Et comme pour Louise Bourgeois dans Destruction du père/reconstruction du père, M. a décidé pour lui d'un traitement particulier : elle a choisi de ne pas le poser au centre du tableau, lui qui occupait tant d'espace ! L'homme d'art et professeur, en tout petit format, est répété à tous les étages de la maison familiale, pour signifier à quel point il était omniprésent, autoritaire, parfois très humiliant. Mais représenté "en petit ".
Enfin, "le père, dit M. facétieuse et grave en même temps, je l'ai mis derrière la grille et un grillage car, comme ça il ne peut pas sortir. J'avais aussi pensé à un triptyque pour refermer les pans et qu'il me laisse tranquille ".
On devine le chaos intérieur, on ne lui en demande pas plus.
Pour M. enfant, les dimanches matin, dans la maison familiale, tout comme le père avec la gouvernante anglaise de Louise Bourgeois , l'homme autoritaire impose sa volonté lui-aussi : il reçoit la maîtresse arrivée en voiture de sport verte, celle-ci posait nue dans la bibliothèque, pour les croquis du père, et Monique petite fille était là, témoin muette qui devait s'éclipser. Maman était en bas, qui préparait le repas.
Louise Bourgeois revisite la figure paternelle dans une cave recouverte de mamelles et de phallus pour un festin cannibale. Le père est une créature porteuse de de deux paires de seins, elle lui a coupé la tête (Nature study). « Puisque j’ai été démolie par mon père, pourquoi est-ce que je ne le démolirais pas ? », s’interroge t-elle. M. est bouleversée de découvrir les mots de Louise.

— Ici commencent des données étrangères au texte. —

//! The [`Dispatcher`] trait: what the rest of the game sees.

use waygrid_core::{Point, Range};
use waygrid_paths::{TaskCallback, TaskId};

use crate::config::NavigatorConfig;
use crate::error::DispatchError;

// Straight neighbours, used by the wall bias.
const SIDES: [(i32, i32); 4] = [(1, 0), (-1, 0), (0, 1), (0, -1)];

/// Task and cost interface shared by every navigator deployment.
///
/// Callbacks run from inside the pass that resolves them
/// ([`LocalNavigator::update`](crate::LocalNavigator::update) and `flush`,
/// [`WorkerNavigator::poll`](crate::WorkerNavigator::poll) and `wait`),
/// while the navigator is mutably borrowed. A callback must not reach back
/// into the same navigator: a host holding it in `Rc<RefCell<_>>` would
/// panic on the second borrow. Queue follow-up requests from the callback
/// and submit them once the pass has returned.
pub trait Dispatcher {
    /// Queue a path request and return its id immediately. The callback
    /// runs once the solver resolves the task, never from inside this call.
    fn create_task(&mut self, from: Point, to: Point, callback: TaskCallback) -> TaskId;

    /// Like [`create_task`](Self::create_task) with a caller-chosen id.
    ///
    /// Fails with [`DispatchError::DuplicateTask`] if the id belongs to a
    /// task that has not resolved yet.
    fn create_task_with_id(
        &mut self,
        id: TaskId,
        from: Point,
        to: Point,
        callback: TaskCallback,
    ) -> Result<TaskId, DispatchError>;

    /// Abandon a task; its callback will not run. Unknown or already
    /// resolved ids are ignored.
    fn cancel_task(&mut self, id: TaskId);

    /// Set the overlay cost of a cell. Repeating the current value does
    /// nothing.
    fn set_point_cost(&mut self, position: Point, cost: f64);

    /// Revert a cell to the default cost.
    fn reset_point_cost(&mut self, position: Point);

    /// Revert every cell to the default cost.
    fn reset_points_cost(&mut self);

    /// Current effective cost of a cell.
    fn point_cost(&self, position: Point) -> f64;

    fn is_walkable(&self, position: Point) -> bool;

    /// Bounds of the walkability grid.
    fn range(&self) -> Range;

    fn config(&self) -> &NavigatorConfig;

    /// Bias routes away from a building at `position`: the cell gets
    /// `building_cost` and the walkable cells around it get `corner_cost`.
    /// A neighbour that already costs more keeps its cost, so adjacent
    /// buildings do not cheapen each other.
    fn mark_obstacle(&mut self, position: Point) {
        let building = self.config().building_cost;
        let corner = self.config().corner_cost;
        self.set_point_cost(position, building);
        for dy in -1..=1 {
            for dx in -1..=1 {
                let p = position.shift(dx, dy);
                if p != position && self.is_walkable(p) && self.point_cost(p) < corner {
                    self.set_point_cost(p, corner);
                }
            }
        }
    }

    /// Give every walkable cell that shares an edge with a blocked cell
    /// `corner_cost`, so agents keep off wall edges when they can.
    fn bias_walls(&mut self) {
        let corner = self.config().corner_cost;
        for p in self.range() {
            if self.is_walkable(p) {
                continue;
            }
            for (dx, dy) in SIDES {
                let n = p.shift(dx, dy);
                if self.is_walkable(n) && self.point_cost(n) < corner {
                    self.set_point_cost(n, corner);
                }
            }
        }
    }
}

/// Generator of task ids that skips ids still in use.
#[derive(Debug)]
pub(crate) struct IdSource {
    next: u64,
}

impl IdSource {
    pub(crate) fn new() -> Self {
        Self { next: 1 }
    }

    pub(crate) fn next(&mut self, taken: impl Fn(TaskId) -> bool) -> TaskId {
        loop {
            let id = TaskId(self.next);
            self.next = self.next.wrapping_add(1);
            if !taken(id) {
                return id;
            }
        }
    }
}
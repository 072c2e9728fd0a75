use std::f64::consts::SQRT_2;

use crate::Point;

/// Chebyshev (L∞) distance between two points.
#[inline]
pub fn chebyshev(a: Point, b: Point) -> i32 {
    (a.x - b.x).abs().max((a.y - b.y).abs())
}

/// Straight-line (L2) distance between two points.
#[inline]
pub fn euclidean(a: Point, b: Point) -> f64 {
    let dx = f64::from(a.x - b.x);
    let dy = f64::from(a.y - b.y);
    dx.hypot(dy)
}

/// Length of the shortest 8-way route on an open unit-cost grid:
/// diagonal steps cost √2, straight steps cost 1.
#[inline]
pub fn octile(a: Point, b: Point) -> f64 {
    let dx = (a.x - b.x).abs();
    let dy = (a.y - b.y).abs();
    let diag = dx.min(dy);
    let straight = dx.max(dy) - diag;
    f64::from(diag) * SQRT_2 + f64::from(straight)
}

#[cfg(test)]
mod tests {
    use super::*;

    #[test]
    fn chebyshev_distance() {
        let a = Point::new(1, 1);
        let b = Point::new(4, 3);
        assert_eq!(chebyshev(a, b), 3);
        assert_eq!(chebyshev(b, a), 3);
    }

    #[test]
    fn euclidean_distance() {
        assert_eq!(euclidean(Point::ZERO, Point::new(3, 4)), 5.0);
        assert_eq!(euclidean(Point::new(2, 2), Point::new(2, 2)), 0.0);
    }

    #[test]
    fn octile_never_below_euclidean() {
        let a = Point::ZERO;
        for b in [Point::new(9, 9), Point::new(5, 2), Point::new(0, 7)] {
            assert!(octile(a, b) + 1e-9 >= euclidean(a, b));
        }
        assert!((octile(a, Point::new(9, 9)) - 9.0 * SQRT_2).abs() < 1e-9);
        assert!((octile(a, Point::new(5, 2)) - (2.0 * SQRT_2 + 3.0)).abs() < 1e-9);
    }
}
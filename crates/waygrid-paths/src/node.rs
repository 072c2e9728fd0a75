use std::cmp::Ordering;

use waygrid_core::Point;

/// Index of a node inside its task's arena.
#[derive(Debug, Clone, Copy, PartialEq, Eq, Hash)]
pub struct NodeId(pub(crate) usize);

impl NodeId {
    #[inline]
    pub fn index(self) -> usize {
        self.0
    }
}

/// Where a node stands in the search.
#[derive(Debug, Clone, Copy, PartialEq, Eq, Default)]
pub enum Membership {
    #[default]
    Unvisited,
    Open,
    Closed,
}

/// A node of one task's search tree.
///
/// `g` is the cost of the best known route from the origin; `h` is the
/// straight-line distance to the destination, fixed at creation.
#[derive(Debug, Clone)]
pub struct PathNode {
    pos: Point,
    parent: Option<NodeId>,
    g: f64,
    h: f64,
    membership: Membership,
    // Sequence stamp of the node's live open-list entry.
    pub(crate) seq: u64,
}

impl PathNode {
    /// Create an unvisited node.
    pub fn new(parent: Option<NodeId>, pos: Point, g: f64, h: f64) -> Self {
        Self {
            pos,
            parent,
            g,
            h,
            membership: Membership::Unvisited,
            seq: 0,
        }
    }

    #[inline]
    pub fn pos(&self) -> Point {
        self.pos
    }

    #[inline]
    pub fn parent(&self) -> Option<NodeId> {
        self.parent
    }

    /// Accumulated cost from the origin.
    #[inline]
    pub fn cost(&self) -> f64 {
        self.g
    }

    /// Heuristic distance to the destination.
    #[inline]
    pub fn distance(&self) -> f64 {
        self.h
    }

    /// Priority key: `g + h`.
    #[inline]
    pub fn total_cost(&self) -> f64 {
        self.g + self.h
    }

    #[inline]
    pub fn membership(&self) -> Membership {
        self.membership
    }

    #[inline]
    pub fn is_open(&self) -> bool {
        self.membership == Membership::Open
    }

    #[inline]
    pub fn is_closed(&self) -> bool {
        self.membership == Membership::Closed
    }

    /// Move an unvisited node onto the frontier. Returns `false` if the
    /// node was already open or closed.
    pub fn open(&mut self) -> bool {
        if self.membership != Membership::Unvisited {
            return false;
        }
        self.membership = Membership::Open;
        true
    }

    /// Mark an open node as expanded. Closed nodes never reopen.
    pub fn close(&mut self) -> bool {
        if self.membership != Membership::Open {
            return false;
        }
        self.membership = Membership::Closed;
        true
    }

    /// Record a cheaper route to this node.
    pub fn reparent(&mut self, parent: NodeId, g: f64) {
        debug_assert!(!self.is_closed(), "closed nodes are never reparented");
        self.parent = Some(parent);
        self.g = g;
    }
}

/// Open-list entry, ordered so that `BinaryHeap` pops the lowest `f`
/// first and, among equal `f`, the earliest pushed.
#[derive(Debug, Clone, Copy)]
pub(crate) struct OpenRef {
    pub(crate) node: NodeId,
    pub(crate) f: f64,
    pub(crate) seq: u64,
}

impl Ord for OpenRef {
    fn cmp(&self, other: &Self) -> Ordering {
        other
            .f
            .total_cmp(&self.f)
            .then_with(|| other.seq.cmp(&self.seq))
    }
}

impl PartialOrd for OpenRef {
    fn partial_cmp(&self, other: &Self) -> Option<Ordering> {
        Some(self.cmp(other))
    }
}

impl PartialEq for OpenRef {
    fn eq(&self, other: &Self) -> bool {
        self.cmp(other) == Ordering::Equal
    }
}

impl Eq for OpenRef {}
use waygrid_core::{Point, Range};
use waygrid_paths::{CostGrid, Navigator, TaskCallback, TaskId, callback};

use crate::config::NavigatorConfig;
use crate::dispatcher::{Dispatcher, IdSource};
use crate::error::DispatchError;
use crate::protocol::{Request, Response, TaskResult};

/// Navigator whose solver runs on a dedicated thread.
///
/// Callbacks stay on the caller's side, keyed by task id, and run from
/// [`poll`](Self::poll) or [`wait`](Self::wait). A completion that arrives
/// for a task canceled in the meantime is dropped: the id is no longer in
/// the table.
///
/// The facade mirrors the cost overlay so that repeated cost updates with
/// the same value never reach the worker.
pub struct WorkerNavigator {
    tx: Option<Sender<Request>>,
    rx: Receiver<Response>,
    handle: Option<JoinHandle<()>>,
    grid: CostGrid,
    tasks: HashMap<TaskId, TaskCallback>,
    ids: IdSource,
    config: NavigatorConfig,
}

impl WorkerNavigator {
    /// Start the worker thread with a copy of `grid`.
    pub fn spawn(grid: CostGrid, config: NavigatorConfig) -> Result<Self, DispatchError> {
        let (req_tx, req_rx) = mpsc::channel();
        let (res_tx, res_rx) = mpsc::channel();
        let worker_grid = grid.clone();
        let interval = config.solve_interval;
        let handle = thread::Builder::new()
            .name(config.worker_name.clone())
            .spawn(move || run(worker_grid, &req_rx, &res_tx, interval))?;
        Ok(Self {
            tx: Some(req_tx),
            rx: res_rx,
            handle: Some(handle),
            grid,
            tasks: HashMap::new(),
            ids: IdSource::new(),
            config,
        })
    }

    /// Number of tasks whose result has not been delivered yet.
    pub fn pending(&self) -> usize {
        self.tasks.len()
    }

    /// Deliver every result already received. Returns the number of
    /// callbacks invoked.
    pub fn poll(&mut self) -> usize {
        let mut delivered = 0;
        while let Ok(res) = self.rx.try_recv() {
            delivered += usize::from(self.deliver(res));
        }
        delivered
    }

    /// Block up to `timeout` for a result, then deliver it along with any
    /// others already received.
    pub fn wait(&mut self, timeout: Duration) -> usize {
        match self.rx.recv_timeout(timeout) {
            Ok(res) => usize::from(self.deliver(res)) + self.poll(),
            Err(_) => 0,
        }
    }

    /// Stop the worker and wait for it to exit. Undelivered results are
    /// discarded.
    pub fn shutdown(mut self) -> Result<(), DispatchError> {
        self.stop()
    }

    fn stop(&mut self) -> Result<(), DispatchError> {
        self.tx = None;
        match self.handle.take() {
            Some(handle) => handle.join().map_err(|_| DispatchError::WorkerGone),
            None => Ok(()),
        }
    }

    fn deliver(&mut self, res: Response) -> bool {
        match res {
            Response::CompleteTask { id, result } => match self.tasks.remove(&id) {
                Some(cb) => {
                    cb(result.path, result.cost);
                    true
                }
                None => {
                    log::trace!("dropped completion for canceled task {id}");
                    false
                }
            },
        }
    }

    fn send(&self, req: Request) -> Result<(), DispatchError> {
        let tx = self.tx.as_ref().ok_or(DispatchError::WorkerGone)?;
        tx.send(req).map_err(|_| DispatchError::WorkerGone)
    }

    fn submit(
        &mut self,
        id: TaskId,
        from: Point,
        to: Point,
        callback: TaskCallback,
    ) -> Result<TaskId, DispatchError> {
        self.send(Request::CreateTask { id, from, to })?;
        self.tasks.insert(id, callback);
        Ok(id)
    }
}
//! In-process deployment.

use std::time::Instant;

use waygrid_core::{Point, Range};
use waygrid_paths::{CostGrid, Navigator, TaskCallback, TaskId};

use crate::config::NavigatorConfig;
use crate::dispatcher::{Dispatcher, IdSource};
use crate::error::DispatchError;

/// Navigator that solves on the caller's thread.
///
/// The host calls [`update`](Self::update) from its own loop every tick;
/// the queue is only drained once per `solve_interval`, so the cost of
/// pathfinding is paid at a bounded cadence instead of every frame. A task
/// runs to completion once selected; there is no preemption.
pub struct LocalNavigator {
    navigator: Navigator,
    config: NavigatorConfig,
    ids: IdSource,
    last_pass: Option<Instant>,
}

impl LocalNavigator {
    pub fn new(grid: CostGrid, config: NavigatorConfig) -> Self {
        Self {
            navigator: Navigator::new(grid),
            config,
            ids: IdSource::new(),
            last_pass: None,
        }
    }

    /// The underlying solver.
    pub fn navigator(&self) -> &Navigator {
        &self.navigator
    }

    /// Number of tasks waiting for the next pass.
    pub fn pending(&self) -> usize {
        self.navigator.pending()
    }

    /// Run a solver pass if at least `solve_interval` has elapsed since the
    /// previous one. Returns the number of tasks resolved.
    pub fn update(&mut self, now: Instant) -> usize {
        if let Some(last) = self.last_pass {
            if now.saturating_duration_since(last) < self.config.solve_interval {
                return 0;
            }
        }
        self.last_pass = Some(now);
        self.flush()
    }

    /// Run a solver pass now, ignoring the interval.
    pub fn flush(&mut self) -> usize {
        let resolved = self.navigator.process();
        if resolved > 0 {
            log::trace!("solver pass resolved {resolved} tasks");
        }
        resolved
    }
}

impl Dispatcher for LocalNavigator {
    fn create_task(&mut self, from: Point, to: Point, callback: TaskCallback) -> TaskId {
        let navigator = &self.navigator;
        let id = self.ids.next(|id| navigator.has_task(id));
        self.navigator.create_task(id, from, to, callback)
    }

    fn create_task_with_id(
        &mut self,
        id: TaskId,
        from: Point,
        to: Point,
        callback: TaskCallback,
    ) -> Result<TaskId, DispatchError> {
        if self.navigator.has_task(id) {
            return Err(DispatchError::DuplicateTask(id));
        }
        Ok(self.navigator.create_task(id, from, to, callback))
    }

    fn cancel_task(&mut self, id: TaskId) {
        if !self.navigator.cancel(id) {
            log::trace!("cancel ignored: no pending task {id}");
        }
    }

    fn set_point_cost(&mut self, position: Point, cost: f64) {
        self.navigator.grid_mut().set_cost(position, cost);
    }

    fn reset_point_cost(&mut self, position: Point) {
        self.navigator.grid_mut().reset_cost(position);
    }

    fn reset_points_cost(&mut self) {
        self.navigator.grid_mut().reset_all();
    }

    fn point_cost(&self, position: Point) -> f64 {
        self.navigator.grid().cost_of(position)
    }

    fn is_walkable(&self, position: Point) -> bool {
        self.navigator.grid().is_walkable(position)
    }

    fn range(&self) -> Range {
        self.navigator.grid().range()
    }

    fn config(&self) -> &NavigatorConfig {
        &self.config
    }
}
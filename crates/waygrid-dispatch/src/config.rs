//! Navigator configuration.

use std::time::Duration;

use serde::{Deserialize, Serialize};

use crate::error::DispatchError;

/// Configuration shared by both navigator deployments.
///
/// All fields have defaults, so a host settings file only needs to name the
/// values it overrides:
///
/// ```
/// use waygrid_dispatch::NavigatorConfig;
///
/// let cfg = NavigatorConfig::from_json(r#"{ "solve_interval_ms": 250 }"#).unwrap();
/// assert_eq!(cfg.solve_interval.as_millis(), 250);
/// assert_eq!(cfg.corner_cost, NavigatorConfig::default().corner_cost);
/// ```
#[derive(Debug, Clone, PartialEq, Serialize, Deserialize)]
#[serde(default)]
pub struct NavigatorConfig {
    /// Minimum time between two solver passes.
    #[serde(rename = "solve_interval_ms", with = "millis")]
    pub solve_interval: Duration,
    /// Cost put on a cell occupied by a building.
    pub building_cost: f64,
    /// Cost put on walkable cells touching a building or a wall.
    pub corner_cost: f64,
    /// Name of the worker thread.
    pub worker_name: String,
}

impl Default for NavigatorConfig {
    fn default() -> Self {
        Self {
            solve_interval: Duration::from_millis(100),
            building_cost: 10.0,
            corner_cost: 2.0,
            worker_name: "waygrid-navigator".to_owned(),
        }
    }
}

impl NavigatorConfig {
    /// Load a configuration from JSON; missing fields keep their defaults.
    pub fn from_json(s: &str) -> Result<Self, DispatchError> {
        Ok(serde_json::from_str(s)?)
    }

    pub fn with_solve_interval(mut self, interval: Duration) -> Self {
        self.solve_interval = interval;
        self
    }

    pub fn with_costs(mut self, building_cost: f64, corner_cost: f64) -> Self {
        self.building_cost = building_cost;
        self.corner_cost = corner_cost;
        self
    }
}

mod millis {
    use std::time::Duration;

    use serde::{Deserialize, Deserializer, Serializer};

    pub fn serialize<S: Serializer>(d: &Duration, s: S) -> Result<S::Ok, S::Error> {
        s.serialize_u64(u64::try_from(d.as_millis()).unwrap_or(u64::MAX))
    }

    pub fn deserialize<'de, D: Deserializer<'de>>(d: D) -> Result<Duration, D::Error> {
        u64::deserialize(d).map(Duration::from_millis)
    }
}

#[cfg(test)]
mod tests {
    use super::*;

    #[test]
    fn defaults() {
        let cfg = NavigatorConfig::default();
        assert_eq!(cfg.solve_interval, Duration::from_millis(100));
        assert_eq!(cfg.building_cost, 10.0);
        assert_eq!(cfg.corner_cost, 2.0);
        assert_eq!(cfg.worker_name, "waygrid-navigator");
    }

    #[test]
    fn json_round_trip_uses_millis() {
        let cfg = NavigatorConfig::default()
            .with_solve_interval(Duration::from_millis(40))
            .with_costs(8.0, 1.5);
        let json = serde_json::to_string(&cfg).unwrap();
        assert!(json.contains(r#""solve_interval_ms":40"#));
        assert_eq!(NavigatorConfig::from_json(&json).unwrap(), cfg);
    }

    #[test]
    fn empty_object_is_default() {
        assert_eq!(
            NavigatorConfig::from_json("{}").unwrap(),
            NavigatorConfig::default()
        );
    }

    #[test]
    fn malformed_json_is_codec_error() {
        let err = NavigatorConfig::from_json(r#"{ "building_cost": "high" }"#).unwrap_err();
        assert!(matches!(err, DispatchError::Codec(_)));
    }
}
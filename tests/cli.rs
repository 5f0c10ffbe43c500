use assert_cmd::Command;
use image::{Rgba, RgbaImage};
use predicates::prelude::*;
use std::fs;
use std::path::Path;
use tempfile::tempdir;

fn bin() -> Command {
    let mut cmd = Command::new(assert_cmd::cargo::cargo_bin!("phantom"));
    cmd.env_remove("PHANTOM_LOG");
    cmd
}

fn encode(text: &str, password: &str) -> String {
    let output = bin()
        .env("PHANTOM_PASSWORD", password)
        .arg("encode")
        .arg(text)
        .output()
        .unwrap();

    assert!(output.status.success());
    String::from_utf8(output.stdout).unwrap()
}

fn write_carrier(path: &Path, width: u32, height: u32) {
    RgbaImage::from_pixel(width, height, Rgba([40, 80, 120, 255]))
        .save(path)
        .unwrap();
}

#[test]
fn encode_prints_a_secure_block() {
    bin()
        .env("PHANTOM_PASSWORD", "pw")
        .arg("encode")
        .arg("Hello World!")
        .assert()
        .success()
        .stdout(predicate::str::starts_with(
            "--- PHANTOM SECURE BLOCK REVISION 1 ---",
        ))
        .stdout(predicate::str::contains("--- END OF SECURE BLOCK ---"));
}

#[test]
fn encode_and_decode_roundtrip() {
    let dir = tempdir().unwrap();
    let block_path = dir.path().join("block.txt");

    bin()
        .env("PHANTOM_PASSWORD", "password123")
        .arg("encode")
        .arg("Hello World!")
        .arg("--output")
        .arg(&block_path)
        .assert()
        .success()
        .stdout(predicate::str::contains("secure block written"));

    bin()
        .env("PHANTOM_PASSWORD", "password123")
        .arg("decode")
        .arg("--input")
        .arg(&block_path)
        .assert()
        .success()
        .stdout("Hello World!\n");
}

#[test]
fn decode_accepts_block_as_argument() {
    let block = encode("inline", "pw");

    bin()
        .env("PHANTOM_PASSWORD", "pw")
        .arg("decode")
        .arg(&block)
        .assert()
        .success()
        .stdout("inline\n");
}

#[test]
fn decode_accepts_block_pasted_inside_a_message() {
    let block = encode("wrapped in chatter", "pw");
    let pasted = format!("Hi, here is the note:\r\n\r\n{}\r\nCheers", block.trim_end());

    bin()
        .env("PHANTOM_PASSWORD", "pw")
        .arg("decode")
        .arg(&pasted)
        .assert()
        .success()
        .stdout("wrapped in chatter\n");
}

#[test]
fn decode_with_wrong_password_fails() {
    let block = encode("secret", "password123");

    bin()
        .env("PHANTOM_PASSWORD", "wrongpass")
        .arg("decode")
        .arg(&block)
        .assert()
        .failure()
        .stderr(predicate::str::contains(
            "decryption failed: wrong password or tampered data",
        ));
}

#[test]
fn decode_rejects_text_that_is_not_a_block() {
    bin()
        .env("PHANTOM_PASSWORD", "pw")
        .arg("decode")
        .arg("just some text")
        .assert()
        .failure()
        .stderr(predicate::str::contains("invalid secure block"));
}

#[test]
fn empty_password_is_rejected() {
    bin()
        .env("PHANTOM_PASSWORD", "")
        .arg("encode")
        .arg("text")
        .write_stdin("\n")
        .assert()
        .failure()
        .stderr(predicate::str::contains("password cannot be empty"));
}

#[test]
fn password_can_be_piped() {
    let block = encode("piped", "from-stdin");

    bin()
        .env_remove("PHANTOM_PASSWORD")
        .arg("decode")
        .arg(&block)
        .write_stdin("from-stdin\n")
        .assert()
        .success()
        .stdout("piped\n");
}

#[test]
fn existing_output_is_not_overwritten_without_force() {
    let dir = tempdir().unwrap();
    let block_path = dir.path().join("block.txt");
    fs::write(&block_path, "keep me").unwrap();

    bin()
        .env("PHANTOM_PASSWORD", "pw")
        .arg("encode")
        .arg("text")
        .arg("--output")
        .arg(&block_path)
        .assert()
        .failure()
        .stderr(predicate::str::contains("--force"));

    assert_eq!(fs::read_to_string(&block_path).unwrap(), "keep me");

    bin()
        .env("PHANTOM_PASSWORD", "pw")
        .arg("encode")
        .arg("text")
        .arg("--output")
        .arg(&block_path)
        .arg("--force")
        .assert()
        .success();

    assert!(fs::read_to_string(&block_path)
        .unwrap()
        .starts_with("--- PHANTOM SECURE BLOCK"));
}

#[test]
fn file_payload_is_restored_under_its_name() {
    let src = tempdir().unwrap();
    let dst = tempdir().unwrap();
    let file_path = src.path().join("report.bin");
    let block_path = src.path().join("block.txt");
    fs::write(&file_path, [0u8, 1, 2, 254, 255]).unwrap();

    bin()
        .env("PHANTOM_PASSWORD", "pw")
        .arg("encode")
        .arg("--file")
        .arg(&file_path)
        .arg("--mime")
        .arg("application/x-report")
        .arg("--output")
        .arg(&block_path)
        .assert()
        .success();

    bin()
        .current_dir(dst.path())
        .env("PHANTOM_PASSWORD", "pw")
        .arg("decode")
        .arg("--input")
        .arg(&block_path)
        .assert()
        .success()
        .stdout(predicate::str::contains("report.bin"))
        .stdout(predicate::str::contains("application/x-report"));

    assert_eq!(
        fs::read(dst.path().join("report.bin")).unwrap(),
        [0u8, 1, 2, 254, 255]
    );
}

#[test]
fn hide_and_reveal_encrypted_message() {
    let dir = tempdir().unwrap();
    let carrier = dir.path().join("carrier.png");
    let stego = dir.path().join("stego.png");
    write_carrier(&carrier, 100, 100);

    bin()
        .env("PHANTOM_PASSWORD", "pw")
        .arg("hide")
        .arg("--carrier")
        .arg(&carrier)
        .arg("--output")
        .arg(&stego)
        .arg("meet at dawn")
        .assert()
        .success();

    bin()
        .env("PHANTOM_PASSWORD", "pw")
        .arg("reveal")
        .arg("--carrier")
        .arg(&stego)
        .assert()
        .success()
        .stdout("meet at dawn\n");

    bin()
        .arg("reveal")
        .arg("--carrier")
        .arg(&stego)
        .arg("--raw")
        .assert()
        .success()
        .stdout(predicate::str::starts_with("--- PHANTOM SECURE BLOCK"));
}

#[test]
fn hide_and_reveal_raw_message() {
    let dir = tempdir().unwrap();
    let carrier = dir.path().join("carrier.png");
    let stego = dir.path().join("stego.png");
    write_carrier(&carrier, 20, 20);

    bin()
        .arg("hide")
        .arg("--raw")
        .arg("--carrier")
        .arg(&carrier)
        .arg("--output")
        .arg(&stego)
        .arg("plain")
        .assert()
        .success();

    bin()
        .arg("reveal")
        .arg("--carrier")
        .arg(&stego)
        .assert()
        .success()
        .stdout("plain\n");
}

#[test]
fn hide_fails_when_carrier_is_too_small() {
    let dir = tempdir().unwrap();
    let carrier = dir.path().join("tiny.png");
    let stego = dir.path().join("stego.png");
    write_carrier(&carrier, 2, 2);

    bin()
        .env("PHANTOM_PASSWORD", "pw")
        .arg("hide")
        .arg("--carrier")
        .arg(&carrier)
        .arg("--output")
        .arg(&stego)
        .arg("does not fit")
        .assert()
        .failure()
        .stderr(predicate::str::contains("carrier too small"));

    assert!(!stego.exists());
}

#[test]
fn reveal_on_pristine_image_finds_nothing() {
    let dir = tempdir().unwrap();
    let carrier = dir.path().join("carrier.png");
    write_carrier(&carrier, 10, 10);

    bin()
        .arg("reveal")
        .arg("--carrier")
        .arg(&carrier)
        .assert()
        .failure()
        .stderr(predicate::str::contains("no hidden payload"));
}

#[test]
fn capacity_reports_raw_and_encrypted_sizes() {
    let dir = tempdir().unwrap();
    let carrier = dir.path().join("carrier.png");
    write_carrier(&carrier, 500, 500);

    bin()
        .arg("capacity")
        .arg("--carrier")
        .arg(&carrier)
        .assert()
        .success()
        .stdout(predicate::str::contains("500x500"))
        .stdout(predicate::str::contains("raw capacity:       31235 bytes"));
}

#[test]
fn batch_returns_results_in_input_order() {
    let block = encode("from batch", "pw");
    let input = format!(
        "{}\n{}\n{}\nnot json\n",
        serde_json::json!({"operation": "encode", "payload": "first", "password": "a"}),
        serde_json::json!({"operation": "decode", "payload": block, "password": "pw"}),
        serde_json::json!({"operation": "decode", "payload": block, "password": "bad"}),
    );

    let output = bin().arg("batch").write_stdin(input).output().unwrap();
    assert!(output.status.success());

    let lines: Vec<serde_json::Value> = String::from_utf8(output.stdout)
        .unwrap()
        .lines()
        .map(|line| serde_json::from_str(line).unwrap())
        .collect();

    assert_eq!(lines.len(), 4);
    for (i, line) in lines.iter().enumerate() {
        assert_eq!(line["index"], i);
    }

    assert_eq!(lines[0]["success"], true);
    assert!(lines[0]["result"]
        .as_str()
        .unwrap()
        .starts_with("--- PHANTOM SECURE BLOCK"));

    assert_eq!(lines[1]["success"], true);
    assert_eq!(lines[1]["result"], "from batch");

    assert_eq!(lines[2]["success"], false);
    assert!(lines[2]["error"]
        .as_str()
        .unwrap()
        .contains("wrong password"));

    assert_eq!(lines[3]["success"], false);
    assert!(lines[3]["error"].as_str().unwrap().starts_with("invalid job"));
}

Adolescente, M. continue à dessiner dans cette bibliothèque avec Picasso comme idole " je le trouvais si beau ". Le temps passe, "j'étais calée en histoire de l'art "," je voulais être artiste mais papa m'a coupé les vivres, je suis devenue prof".
Avec ce travail, aujourd'hui, M. a inventé la forme qui lui permet de s'affranchir de la peine et des comptes mal réglés, des dysfonctionnements dans les relations, des espérances déçues et douleurs tues mais aussi de la perte des bonheurs réels : pour nous amener à une représentation universelle du passé de chacun, dans des tableaux résolument proches de nos vies.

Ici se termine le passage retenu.